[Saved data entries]
▬▬▬▬▬▬

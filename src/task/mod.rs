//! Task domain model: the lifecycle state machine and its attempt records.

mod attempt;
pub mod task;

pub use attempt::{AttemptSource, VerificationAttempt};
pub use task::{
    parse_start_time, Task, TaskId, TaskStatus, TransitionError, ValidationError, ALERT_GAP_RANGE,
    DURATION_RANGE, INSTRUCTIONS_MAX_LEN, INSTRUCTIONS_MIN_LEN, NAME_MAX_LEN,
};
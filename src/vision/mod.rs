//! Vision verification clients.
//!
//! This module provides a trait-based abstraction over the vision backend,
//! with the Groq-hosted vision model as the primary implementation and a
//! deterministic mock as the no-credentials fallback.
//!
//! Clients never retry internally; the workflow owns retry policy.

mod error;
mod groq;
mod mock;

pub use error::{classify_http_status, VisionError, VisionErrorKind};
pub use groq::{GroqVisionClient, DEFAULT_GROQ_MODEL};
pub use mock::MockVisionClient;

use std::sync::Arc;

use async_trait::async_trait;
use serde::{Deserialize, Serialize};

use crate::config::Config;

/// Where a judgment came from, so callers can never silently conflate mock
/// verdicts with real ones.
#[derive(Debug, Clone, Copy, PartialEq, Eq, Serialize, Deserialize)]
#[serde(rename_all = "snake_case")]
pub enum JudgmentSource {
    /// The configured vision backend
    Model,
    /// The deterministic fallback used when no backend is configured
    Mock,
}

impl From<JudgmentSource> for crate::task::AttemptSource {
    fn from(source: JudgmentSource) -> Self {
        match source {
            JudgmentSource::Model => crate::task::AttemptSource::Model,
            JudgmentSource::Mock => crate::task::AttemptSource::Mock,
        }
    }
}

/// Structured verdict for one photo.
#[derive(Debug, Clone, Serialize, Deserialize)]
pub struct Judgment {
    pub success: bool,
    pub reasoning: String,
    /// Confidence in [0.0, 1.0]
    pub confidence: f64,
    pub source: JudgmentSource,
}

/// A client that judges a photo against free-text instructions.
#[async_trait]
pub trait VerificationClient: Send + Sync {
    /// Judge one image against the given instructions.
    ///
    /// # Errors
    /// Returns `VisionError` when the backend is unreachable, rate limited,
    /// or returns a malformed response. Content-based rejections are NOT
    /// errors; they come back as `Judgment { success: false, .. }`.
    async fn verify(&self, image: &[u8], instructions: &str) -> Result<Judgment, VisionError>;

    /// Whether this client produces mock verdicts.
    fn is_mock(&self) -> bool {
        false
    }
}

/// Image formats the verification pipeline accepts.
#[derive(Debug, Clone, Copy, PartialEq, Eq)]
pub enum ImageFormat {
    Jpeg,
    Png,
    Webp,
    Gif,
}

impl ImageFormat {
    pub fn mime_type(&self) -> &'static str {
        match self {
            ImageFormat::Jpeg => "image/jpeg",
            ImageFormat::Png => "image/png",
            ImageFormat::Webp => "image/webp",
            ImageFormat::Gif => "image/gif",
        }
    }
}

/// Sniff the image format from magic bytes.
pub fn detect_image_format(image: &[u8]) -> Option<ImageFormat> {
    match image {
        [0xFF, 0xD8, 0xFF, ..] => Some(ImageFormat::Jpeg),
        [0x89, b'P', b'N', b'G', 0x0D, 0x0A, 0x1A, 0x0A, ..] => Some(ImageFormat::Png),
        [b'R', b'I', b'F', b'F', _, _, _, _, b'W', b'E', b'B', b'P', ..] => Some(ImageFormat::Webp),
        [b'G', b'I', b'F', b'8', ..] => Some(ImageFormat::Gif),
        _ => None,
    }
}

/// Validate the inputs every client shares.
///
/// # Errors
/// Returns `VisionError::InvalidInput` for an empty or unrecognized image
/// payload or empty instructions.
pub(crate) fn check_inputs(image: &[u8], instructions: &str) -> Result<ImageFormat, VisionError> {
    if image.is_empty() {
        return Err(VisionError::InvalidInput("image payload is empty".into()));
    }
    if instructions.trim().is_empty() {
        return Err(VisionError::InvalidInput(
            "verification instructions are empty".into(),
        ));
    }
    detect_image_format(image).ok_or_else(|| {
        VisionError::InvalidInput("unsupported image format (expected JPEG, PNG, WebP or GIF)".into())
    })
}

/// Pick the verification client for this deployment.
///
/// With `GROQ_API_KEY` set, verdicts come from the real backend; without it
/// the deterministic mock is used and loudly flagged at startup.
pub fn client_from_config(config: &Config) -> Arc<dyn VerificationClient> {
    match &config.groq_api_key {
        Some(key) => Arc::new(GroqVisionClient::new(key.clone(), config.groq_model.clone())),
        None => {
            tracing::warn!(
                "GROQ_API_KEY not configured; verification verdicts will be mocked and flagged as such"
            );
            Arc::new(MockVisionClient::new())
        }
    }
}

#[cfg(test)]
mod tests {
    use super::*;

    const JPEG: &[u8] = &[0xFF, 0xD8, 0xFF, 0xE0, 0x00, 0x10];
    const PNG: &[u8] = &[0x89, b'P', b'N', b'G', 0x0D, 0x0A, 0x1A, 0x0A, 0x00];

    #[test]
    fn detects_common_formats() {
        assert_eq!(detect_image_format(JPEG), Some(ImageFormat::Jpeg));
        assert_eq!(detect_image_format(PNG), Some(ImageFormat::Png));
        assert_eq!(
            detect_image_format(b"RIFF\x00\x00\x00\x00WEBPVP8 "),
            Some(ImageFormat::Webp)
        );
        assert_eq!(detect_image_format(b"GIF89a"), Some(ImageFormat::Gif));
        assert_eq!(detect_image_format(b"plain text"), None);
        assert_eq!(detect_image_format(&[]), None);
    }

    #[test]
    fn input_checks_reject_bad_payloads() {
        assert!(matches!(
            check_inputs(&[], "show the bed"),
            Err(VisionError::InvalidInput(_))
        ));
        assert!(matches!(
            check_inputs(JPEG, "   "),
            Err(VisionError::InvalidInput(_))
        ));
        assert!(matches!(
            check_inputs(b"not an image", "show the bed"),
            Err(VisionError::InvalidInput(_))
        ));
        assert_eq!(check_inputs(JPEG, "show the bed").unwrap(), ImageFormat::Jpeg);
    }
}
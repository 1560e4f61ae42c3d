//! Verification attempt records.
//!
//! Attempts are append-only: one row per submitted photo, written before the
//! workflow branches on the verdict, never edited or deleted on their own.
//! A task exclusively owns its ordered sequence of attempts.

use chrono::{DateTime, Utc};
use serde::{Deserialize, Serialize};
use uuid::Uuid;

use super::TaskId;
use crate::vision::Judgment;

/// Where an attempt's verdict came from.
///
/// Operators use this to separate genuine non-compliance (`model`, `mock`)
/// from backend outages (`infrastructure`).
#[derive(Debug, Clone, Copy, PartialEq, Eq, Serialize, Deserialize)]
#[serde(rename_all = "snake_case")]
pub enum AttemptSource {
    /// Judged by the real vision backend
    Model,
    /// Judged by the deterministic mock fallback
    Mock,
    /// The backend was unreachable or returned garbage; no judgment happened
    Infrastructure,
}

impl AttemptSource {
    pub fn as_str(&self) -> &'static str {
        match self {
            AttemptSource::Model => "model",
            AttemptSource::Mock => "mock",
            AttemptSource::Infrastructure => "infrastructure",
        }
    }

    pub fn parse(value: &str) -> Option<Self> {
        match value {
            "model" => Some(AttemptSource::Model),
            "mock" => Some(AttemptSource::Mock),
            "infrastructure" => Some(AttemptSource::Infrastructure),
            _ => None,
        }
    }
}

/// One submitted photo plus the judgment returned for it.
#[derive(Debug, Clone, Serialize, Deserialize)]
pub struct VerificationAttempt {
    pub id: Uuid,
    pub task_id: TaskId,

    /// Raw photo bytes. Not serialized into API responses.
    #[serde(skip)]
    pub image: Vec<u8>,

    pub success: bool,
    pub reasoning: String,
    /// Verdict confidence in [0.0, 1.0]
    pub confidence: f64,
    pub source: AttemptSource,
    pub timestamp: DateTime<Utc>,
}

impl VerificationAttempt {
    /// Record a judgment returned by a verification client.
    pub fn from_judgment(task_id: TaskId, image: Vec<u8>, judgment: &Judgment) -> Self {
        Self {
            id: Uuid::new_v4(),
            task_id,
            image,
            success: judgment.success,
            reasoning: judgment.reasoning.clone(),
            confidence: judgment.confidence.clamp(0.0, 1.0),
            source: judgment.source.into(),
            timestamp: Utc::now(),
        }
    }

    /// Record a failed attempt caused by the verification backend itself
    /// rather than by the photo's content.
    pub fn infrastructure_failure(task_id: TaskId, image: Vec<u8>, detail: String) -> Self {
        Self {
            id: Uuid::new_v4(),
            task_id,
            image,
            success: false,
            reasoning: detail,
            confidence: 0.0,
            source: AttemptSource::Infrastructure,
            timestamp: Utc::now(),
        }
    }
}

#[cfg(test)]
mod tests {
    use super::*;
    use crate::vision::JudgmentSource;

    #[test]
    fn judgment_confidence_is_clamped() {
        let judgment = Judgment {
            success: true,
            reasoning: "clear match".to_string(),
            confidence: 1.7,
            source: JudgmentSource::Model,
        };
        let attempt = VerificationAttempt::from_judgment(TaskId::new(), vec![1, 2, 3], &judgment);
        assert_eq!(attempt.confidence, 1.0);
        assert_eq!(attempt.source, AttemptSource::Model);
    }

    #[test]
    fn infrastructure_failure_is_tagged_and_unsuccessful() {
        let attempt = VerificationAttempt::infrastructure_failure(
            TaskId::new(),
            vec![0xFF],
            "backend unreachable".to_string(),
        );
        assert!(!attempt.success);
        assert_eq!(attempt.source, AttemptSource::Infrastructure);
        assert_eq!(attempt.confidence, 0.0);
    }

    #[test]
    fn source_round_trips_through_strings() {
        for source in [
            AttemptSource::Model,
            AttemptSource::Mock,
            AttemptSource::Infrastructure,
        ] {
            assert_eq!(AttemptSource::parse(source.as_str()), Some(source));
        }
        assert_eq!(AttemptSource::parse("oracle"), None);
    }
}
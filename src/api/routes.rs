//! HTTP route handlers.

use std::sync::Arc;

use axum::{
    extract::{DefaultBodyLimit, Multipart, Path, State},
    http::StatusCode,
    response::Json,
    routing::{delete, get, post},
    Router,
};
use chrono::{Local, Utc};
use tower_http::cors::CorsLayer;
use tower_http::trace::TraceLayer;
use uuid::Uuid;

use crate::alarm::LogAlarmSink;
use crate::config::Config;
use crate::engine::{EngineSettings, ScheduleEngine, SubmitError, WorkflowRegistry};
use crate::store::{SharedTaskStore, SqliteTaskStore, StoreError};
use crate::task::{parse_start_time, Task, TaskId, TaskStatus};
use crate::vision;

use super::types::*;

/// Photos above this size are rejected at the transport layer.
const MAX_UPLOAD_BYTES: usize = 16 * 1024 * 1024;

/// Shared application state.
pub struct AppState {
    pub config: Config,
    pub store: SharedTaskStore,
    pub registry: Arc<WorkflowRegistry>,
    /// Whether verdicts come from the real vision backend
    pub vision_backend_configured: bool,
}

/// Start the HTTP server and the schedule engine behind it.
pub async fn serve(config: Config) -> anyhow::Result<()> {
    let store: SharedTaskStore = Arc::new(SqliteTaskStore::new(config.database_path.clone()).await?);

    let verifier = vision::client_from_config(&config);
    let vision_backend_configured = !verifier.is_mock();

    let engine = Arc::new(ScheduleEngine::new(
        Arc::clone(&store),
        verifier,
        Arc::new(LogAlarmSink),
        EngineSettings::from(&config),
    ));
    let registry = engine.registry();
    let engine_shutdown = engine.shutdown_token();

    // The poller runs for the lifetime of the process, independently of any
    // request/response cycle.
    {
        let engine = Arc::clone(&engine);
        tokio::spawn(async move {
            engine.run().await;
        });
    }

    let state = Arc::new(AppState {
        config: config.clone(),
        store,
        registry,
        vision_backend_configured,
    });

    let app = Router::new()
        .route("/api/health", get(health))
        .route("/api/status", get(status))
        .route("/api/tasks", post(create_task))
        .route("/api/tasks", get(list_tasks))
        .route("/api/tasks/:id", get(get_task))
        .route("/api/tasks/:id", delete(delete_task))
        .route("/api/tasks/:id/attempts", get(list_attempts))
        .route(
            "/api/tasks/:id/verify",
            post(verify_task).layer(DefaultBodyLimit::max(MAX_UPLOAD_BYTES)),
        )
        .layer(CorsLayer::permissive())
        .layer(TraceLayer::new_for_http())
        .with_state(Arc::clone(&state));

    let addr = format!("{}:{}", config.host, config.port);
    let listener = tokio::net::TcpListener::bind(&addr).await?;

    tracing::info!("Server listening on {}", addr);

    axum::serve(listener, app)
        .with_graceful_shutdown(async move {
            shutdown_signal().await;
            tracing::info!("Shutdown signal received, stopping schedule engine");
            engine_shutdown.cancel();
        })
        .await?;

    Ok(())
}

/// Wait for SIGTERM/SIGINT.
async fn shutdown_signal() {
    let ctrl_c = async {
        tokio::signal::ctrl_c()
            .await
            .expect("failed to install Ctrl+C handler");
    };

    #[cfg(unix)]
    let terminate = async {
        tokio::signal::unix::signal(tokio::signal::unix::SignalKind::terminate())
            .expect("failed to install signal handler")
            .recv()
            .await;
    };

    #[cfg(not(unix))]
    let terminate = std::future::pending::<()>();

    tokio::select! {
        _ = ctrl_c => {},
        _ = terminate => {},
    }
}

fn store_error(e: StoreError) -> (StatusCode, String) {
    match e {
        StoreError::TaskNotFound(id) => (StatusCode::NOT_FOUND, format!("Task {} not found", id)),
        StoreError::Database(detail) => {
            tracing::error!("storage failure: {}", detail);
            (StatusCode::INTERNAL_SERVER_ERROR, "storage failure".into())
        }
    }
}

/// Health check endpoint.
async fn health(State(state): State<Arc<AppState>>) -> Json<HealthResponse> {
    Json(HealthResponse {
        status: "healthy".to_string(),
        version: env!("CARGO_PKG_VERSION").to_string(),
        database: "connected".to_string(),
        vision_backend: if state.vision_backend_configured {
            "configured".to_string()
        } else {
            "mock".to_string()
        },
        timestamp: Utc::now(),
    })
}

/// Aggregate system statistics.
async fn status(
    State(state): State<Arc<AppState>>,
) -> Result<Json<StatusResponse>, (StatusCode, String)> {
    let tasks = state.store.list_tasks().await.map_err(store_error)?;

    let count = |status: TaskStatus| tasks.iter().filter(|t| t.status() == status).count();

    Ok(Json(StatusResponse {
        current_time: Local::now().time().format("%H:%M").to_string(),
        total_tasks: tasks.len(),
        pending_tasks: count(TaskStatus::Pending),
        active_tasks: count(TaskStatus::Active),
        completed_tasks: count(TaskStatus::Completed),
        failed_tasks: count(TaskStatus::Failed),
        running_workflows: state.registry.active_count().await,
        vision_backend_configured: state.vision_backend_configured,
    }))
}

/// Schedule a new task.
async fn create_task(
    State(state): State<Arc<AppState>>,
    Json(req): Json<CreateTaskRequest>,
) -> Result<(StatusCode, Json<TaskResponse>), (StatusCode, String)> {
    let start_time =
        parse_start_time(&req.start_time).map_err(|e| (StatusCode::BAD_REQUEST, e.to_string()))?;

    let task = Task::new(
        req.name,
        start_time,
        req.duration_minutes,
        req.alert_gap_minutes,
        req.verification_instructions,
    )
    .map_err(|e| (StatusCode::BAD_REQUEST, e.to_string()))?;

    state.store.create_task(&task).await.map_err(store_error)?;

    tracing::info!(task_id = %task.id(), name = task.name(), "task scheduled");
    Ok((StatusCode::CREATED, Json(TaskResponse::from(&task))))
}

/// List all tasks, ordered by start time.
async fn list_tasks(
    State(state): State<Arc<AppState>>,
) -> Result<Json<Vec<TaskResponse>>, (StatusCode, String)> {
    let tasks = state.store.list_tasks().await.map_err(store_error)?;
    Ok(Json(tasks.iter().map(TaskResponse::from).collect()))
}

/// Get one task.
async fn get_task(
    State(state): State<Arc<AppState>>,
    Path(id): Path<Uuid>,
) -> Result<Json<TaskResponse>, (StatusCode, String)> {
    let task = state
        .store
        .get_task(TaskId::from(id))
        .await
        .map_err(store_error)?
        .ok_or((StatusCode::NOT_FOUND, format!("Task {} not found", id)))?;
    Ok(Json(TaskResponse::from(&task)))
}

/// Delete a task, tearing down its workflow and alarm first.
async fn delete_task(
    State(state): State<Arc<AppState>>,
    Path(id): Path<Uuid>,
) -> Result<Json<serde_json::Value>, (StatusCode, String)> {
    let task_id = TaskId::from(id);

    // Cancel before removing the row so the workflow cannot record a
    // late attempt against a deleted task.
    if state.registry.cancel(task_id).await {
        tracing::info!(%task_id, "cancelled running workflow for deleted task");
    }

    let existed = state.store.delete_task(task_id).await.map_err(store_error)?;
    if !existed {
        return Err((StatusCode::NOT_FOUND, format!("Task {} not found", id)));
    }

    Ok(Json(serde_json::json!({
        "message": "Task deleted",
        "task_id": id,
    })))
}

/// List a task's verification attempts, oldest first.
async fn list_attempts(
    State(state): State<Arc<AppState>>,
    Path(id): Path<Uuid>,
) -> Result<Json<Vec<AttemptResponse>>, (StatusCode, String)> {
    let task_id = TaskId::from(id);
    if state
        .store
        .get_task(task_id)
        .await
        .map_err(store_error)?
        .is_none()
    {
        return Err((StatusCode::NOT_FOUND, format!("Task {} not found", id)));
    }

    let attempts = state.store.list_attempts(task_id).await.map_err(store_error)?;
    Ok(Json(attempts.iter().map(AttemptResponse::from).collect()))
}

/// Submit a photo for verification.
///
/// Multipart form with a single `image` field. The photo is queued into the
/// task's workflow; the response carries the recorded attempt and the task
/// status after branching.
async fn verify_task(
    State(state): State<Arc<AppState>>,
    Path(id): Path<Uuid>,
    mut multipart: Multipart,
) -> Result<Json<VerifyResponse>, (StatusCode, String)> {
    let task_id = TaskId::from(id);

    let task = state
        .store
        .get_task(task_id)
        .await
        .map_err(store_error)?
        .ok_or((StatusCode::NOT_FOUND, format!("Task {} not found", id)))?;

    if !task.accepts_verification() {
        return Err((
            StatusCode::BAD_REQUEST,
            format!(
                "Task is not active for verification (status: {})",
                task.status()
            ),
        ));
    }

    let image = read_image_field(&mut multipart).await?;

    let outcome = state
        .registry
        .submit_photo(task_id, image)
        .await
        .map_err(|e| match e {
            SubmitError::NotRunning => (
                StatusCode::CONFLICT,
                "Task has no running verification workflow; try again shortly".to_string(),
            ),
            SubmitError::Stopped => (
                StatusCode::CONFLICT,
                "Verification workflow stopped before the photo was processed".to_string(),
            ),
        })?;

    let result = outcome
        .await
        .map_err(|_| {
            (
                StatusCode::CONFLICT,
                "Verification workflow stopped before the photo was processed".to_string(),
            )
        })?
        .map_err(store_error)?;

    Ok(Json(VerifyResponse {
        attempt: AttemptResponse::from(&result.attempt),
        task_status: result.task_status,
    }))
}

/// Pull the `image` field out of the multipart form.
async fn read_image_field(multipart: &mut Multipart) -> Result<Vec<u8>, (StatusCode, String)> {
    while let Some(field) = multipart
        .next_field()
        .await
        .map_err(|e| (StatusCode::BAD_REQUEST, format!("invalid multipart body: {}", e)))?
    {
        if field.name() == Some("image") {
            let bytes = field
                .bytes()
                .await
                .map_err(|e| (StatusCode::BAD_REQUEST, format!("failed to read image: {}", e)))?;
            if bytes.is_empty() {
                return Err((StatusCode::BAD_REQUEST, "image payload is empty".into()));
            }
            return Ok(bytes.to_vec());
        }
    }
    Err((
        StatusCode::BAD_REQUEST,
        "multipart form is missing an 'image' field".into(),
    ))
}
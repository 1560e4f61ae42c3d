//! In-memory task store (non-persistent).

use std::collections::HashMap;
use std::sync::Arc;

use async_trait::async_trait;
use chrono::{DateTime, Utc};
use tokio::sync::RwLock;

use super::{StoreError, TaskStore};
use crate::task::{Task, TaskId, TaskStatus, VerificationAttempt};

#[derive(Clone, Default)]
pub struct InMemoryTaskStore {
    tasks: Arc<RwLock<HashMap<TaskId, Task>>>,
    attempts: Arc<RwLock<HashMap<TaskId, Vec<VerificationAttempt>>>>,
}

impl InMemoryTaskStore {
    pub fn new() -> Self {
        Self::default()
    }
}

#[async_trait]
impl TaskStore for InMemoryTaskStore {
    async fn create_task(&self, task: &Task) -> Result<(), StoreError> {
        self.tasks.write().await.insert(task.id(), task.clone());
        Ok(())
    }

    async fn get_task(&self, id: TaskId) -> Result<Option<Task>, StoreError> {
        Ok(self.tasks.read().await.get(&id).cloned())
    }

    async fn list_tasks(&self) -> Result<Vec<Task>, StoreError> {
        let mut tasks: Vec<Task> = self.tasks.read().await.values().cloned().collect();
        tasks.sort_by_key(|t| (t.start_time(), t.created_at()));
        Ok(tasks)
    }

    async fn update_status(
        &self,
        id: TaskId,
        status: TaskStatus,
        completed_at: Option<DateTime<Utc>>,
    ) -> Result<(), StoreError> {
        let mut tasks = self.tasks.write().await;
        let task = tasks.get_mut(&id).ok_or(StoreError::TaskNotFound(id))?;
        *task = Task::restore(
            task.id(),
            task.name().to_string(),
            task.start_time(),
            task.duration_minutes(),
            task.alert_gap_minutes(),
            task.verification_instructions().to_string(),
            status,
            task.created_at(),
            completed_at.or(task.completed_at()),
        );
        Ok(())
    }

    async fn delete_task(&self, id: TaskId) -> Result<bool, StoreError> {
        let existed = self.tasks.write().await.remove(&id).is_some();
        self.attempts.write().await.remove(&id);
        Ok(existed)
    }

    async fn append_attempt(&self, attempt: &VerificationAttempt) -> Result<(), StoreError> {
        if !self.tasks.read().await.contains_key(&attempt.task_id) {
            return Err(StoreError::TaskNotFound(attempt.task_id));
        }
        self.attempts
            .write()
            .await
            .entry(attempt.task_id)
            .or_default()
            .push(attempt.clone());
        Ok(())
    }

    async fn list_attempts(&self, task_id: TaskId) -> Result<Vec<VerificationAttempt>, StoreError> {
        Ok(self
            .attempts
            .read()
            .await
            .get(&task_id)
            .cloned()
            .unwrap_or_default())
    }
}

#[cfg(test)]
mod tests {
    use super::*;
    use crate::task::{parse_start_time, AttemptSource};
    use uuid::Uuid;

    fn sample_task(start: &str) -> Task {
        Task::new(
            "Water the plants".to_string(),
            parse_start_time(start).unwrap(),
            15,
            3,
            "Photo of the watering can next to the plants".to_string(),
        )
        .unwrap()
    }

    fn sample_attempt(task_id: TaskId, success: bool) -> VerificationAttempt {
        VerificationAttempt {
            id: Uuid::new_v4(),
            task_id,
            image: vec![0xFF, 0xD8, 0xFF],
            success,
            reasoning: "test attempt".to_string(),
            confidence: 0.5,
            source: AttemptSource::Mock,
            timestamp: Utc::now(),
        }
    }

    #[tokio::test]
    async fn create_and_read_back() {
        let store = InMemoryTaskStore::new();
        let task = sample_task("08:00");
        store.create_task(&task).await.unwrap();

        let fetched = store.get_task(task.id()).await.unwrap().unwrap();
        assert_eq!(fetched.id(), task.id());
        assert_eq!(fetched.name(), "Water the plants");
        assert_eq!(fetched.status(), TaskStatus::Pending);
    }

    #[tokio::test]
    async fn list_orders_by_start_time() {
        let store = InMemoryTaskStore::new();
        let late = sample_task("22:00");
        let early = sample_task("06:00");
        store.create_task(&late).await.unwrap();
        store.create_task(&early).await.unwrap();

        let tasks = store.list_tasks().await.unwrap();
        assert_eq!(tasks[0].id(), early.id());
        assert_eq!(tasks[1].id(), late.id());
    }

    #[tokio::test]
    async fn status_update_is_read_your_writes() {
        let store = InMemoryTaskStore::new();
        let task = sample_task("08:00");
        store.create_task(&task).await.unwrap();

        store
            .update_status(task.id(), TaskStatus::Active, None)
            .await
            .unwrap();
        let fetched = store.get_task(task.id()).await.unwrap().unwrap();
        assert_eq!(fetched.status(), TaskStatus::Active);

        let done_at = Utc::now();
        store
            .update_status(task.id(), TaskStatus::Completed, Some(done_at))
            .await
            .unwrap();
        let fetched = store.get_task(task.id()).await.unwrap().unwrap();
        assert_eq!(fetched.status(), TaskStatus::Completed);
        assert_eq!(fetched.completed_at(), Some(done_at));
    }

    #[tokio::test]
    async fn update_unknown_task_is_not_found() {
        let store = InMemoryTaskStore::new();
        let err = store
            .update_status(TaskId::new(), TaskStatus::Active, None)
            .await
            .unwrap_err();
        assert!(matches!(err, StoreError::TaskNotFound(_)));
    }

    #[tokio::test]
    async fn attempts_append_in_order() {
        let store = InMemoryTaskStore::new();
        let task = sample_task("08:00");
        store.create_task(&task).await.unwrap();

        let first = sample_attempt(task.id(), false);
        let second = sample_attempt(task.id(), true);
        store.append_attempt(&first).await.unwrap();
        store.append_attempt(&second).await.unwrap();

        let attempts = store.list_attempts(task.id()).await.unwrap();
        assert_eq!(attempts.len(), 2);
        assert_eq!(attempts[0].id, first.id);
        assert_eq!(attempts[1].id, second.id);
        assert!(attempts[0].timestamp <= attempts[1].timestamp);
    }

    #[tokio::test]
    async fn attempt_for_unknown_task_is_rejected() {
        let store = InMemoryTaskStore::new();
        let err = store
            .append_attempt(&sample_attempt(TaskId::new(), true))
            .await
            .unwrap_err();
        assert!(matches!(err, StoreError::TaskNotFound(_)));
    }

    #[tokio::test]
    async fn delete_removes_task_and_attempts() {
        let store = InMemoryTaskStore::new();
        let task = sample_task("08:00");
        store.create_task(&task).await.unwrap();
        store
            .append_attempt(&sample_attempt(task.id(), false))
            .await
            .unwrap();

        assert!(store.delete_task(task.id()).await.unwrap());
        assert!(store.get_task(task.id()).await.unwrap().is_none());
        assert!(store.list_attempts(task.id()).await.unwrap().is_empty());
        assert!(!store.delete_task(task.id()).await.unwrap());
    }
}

▬▬▬▬▬▬

= TASK ITEM =
Select every line in the records above that contains the word "VerificationClient".

= EXERCISE RESULT =
pub trait VerificationClient: Send + Sync {
pub fn client_from_config(config: &Config) -> Arc<dyn VerificationClient> {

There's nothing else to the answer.